> **Task to complete**
Will you give the material below again, every line exactly as it is?

> **Entries supplied**
fn label(text: &str) -> Span<'static> {
    Span::styled(
        format!("  {}: ", text),
        Style::default().fg(Color::Cyan).add_modifier(Modifier::BOLD),
    )
}

fn render_dashboard<S: KeyValueStore>(f: &mut Frame, area: Rect, app: &App<'_, S>) {
    let is_admin = app.session.is_admin();
    let mut content = vec![Line::from("")];

    if is_admin {
        content.push(Line::from(vec![label("Users"), Span::raw(app.directory.count().to_string())]));
        content.push(Line::from(vec![label("Active"), Span::raw(app.directory.active_count().to_string())]));
        content.push(Line::from(vec![
            label("Admins"),
            Span::raw(app.directory.count_by_role(Role::Admin).to_string()),
        ]));
    } else {
        let summary = app.catalog.summary();
        content.push(Line::from(vec![label("Enrolled courses"), Span::raw(summary.enrolled.to_string())]));
        content.push(Line::from(vec![label("Completed"), Span::raw(summary.completed.to_string())]));
        content.push(Line::from(vec![label("In progress"), Span::raw(summary.in_progress.to_string())]));
        content.push(Line::from(vec![
            label("Average progress"),
            Span::raw(format!("{}%", summary.average_progress)),
        ]));
        content.push(Line::from(vec![label("Saved valuations"), Span::raw(app.valuations.len().to_string())]));
        if let Some(latest) = app.valuations.first() {
            content.push(Line::from(vec![
                label("Latest"),
                Span::styled(format!("${}", latest.valuation_amount), Style::default().fg(Color::Green)),
                Span::raw(format!("  {}, {}", latest.address, latest.city)),
            ]));
        }
    }

    content.push(Line::from(""));
    content.push(Line::from("  ─────────────────────────────────────"));
    content.push(Line::from(""));
    for item in nav_items(is_admin) {
        content.push(Line::from(vec![
            Span::styled("  • ", Style::default().fg(Color::Yellow)),
            Span::raw(item.label),
            Span::styled(format!("  {}", item.path), Style::default().fg(Color::DarkGray)),
        ]));
    }

    let title = if is_admin { " Admin Dashboard " } else { " Dashboard " };
    let panel = Paragraph::new(content).block(
        Block::default()
            .borders(Borders::ALL)
            .border_style(Style::default().fg(Color::White))
            .title(title),
    );
    f.render_widget(panel, area);
}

> **Completed task**
fn label(text: &str) -> Span<'static> {
    Span::styled(
        format!("  {}: ", text),
        Style::default().fg(Color::Cyan).add_modifier(Modifier::BOLD),
    )
}

fn render_dashboard<S: KeyValueStore>(f: &mut Frame, area: Rect, app: &App<'_, S>) {
    let is_admin = app.session.is_admin();
    let mut content = vec![Line::from("")];

    if is_admin {
        content.push(Line::from(vec![label("Users"), Span::raw(app.directory.count().to_string())]));
        content.push(Line::from(vec![label("Active"), Span::raw(app.directory.active_count().to_string())]));
        content.push(Line::from(vec![
            label("Admins"),
            Span::raw(app.directory.count_by_role(Role::Admin).to_string()),
        ]));
    } else {
        let summary = app.catalog.summary();
        content.push(Line::from(vec![label("Enrolled courses"), Span::raw(summary.enrolled.to_string())]));
        content.push(Line::from(vec![label("Completed"), Span::raw(summary.completed.to_string())]));
        content.push(Line::from(vec![label("In progress"), Span::raw(summary.in_progress.to_string())]));
        content.push(Line::from(vec![
            label("Average progress"),
            Span::raw(format!("{}%", summary.average_progress)),
        ]));
        content.push(Line::from(vec![label("Saved valuations"), Span::raw(app.valuations.len().to_string())]));
        if let Some(latest) = app.valuations.first() {
            content.push(Line::from(vec![
                label("Latest"),
                Span::styled(format!("${}", latest.valuation_amount), Style::default().fg(Color::Green)),
                Span::raw(format!("  {}, {}", latest.address, latest.city)),
            ]));
        }
    }

    content.push(Line::from(""));
    content.push(Line::from("  ─────────────────────────────────────"));
    content.push(Line::from(""));
    for item in nav_items(is_admin) {
        content.push(Line::from(vec![
            Span::styled("  • ", Style::default().fg(Color::Yellow)),
            Span::raw(item.label),
            Span::styled(format!("  {}", item.path), Style::default().fg(Color::DarkGray)),
        ]));
    }

    let title = if is_admin { " Admin Dashboard " } else { " Dashboard " };
    let panel = Paragraph::new(content).block(
        Block::default()
            .borders(Borders::ALL)
            .border_style(Style::default().fg(Color::White))
            .title(title),
    );
    f.render_widget(panel, area);
}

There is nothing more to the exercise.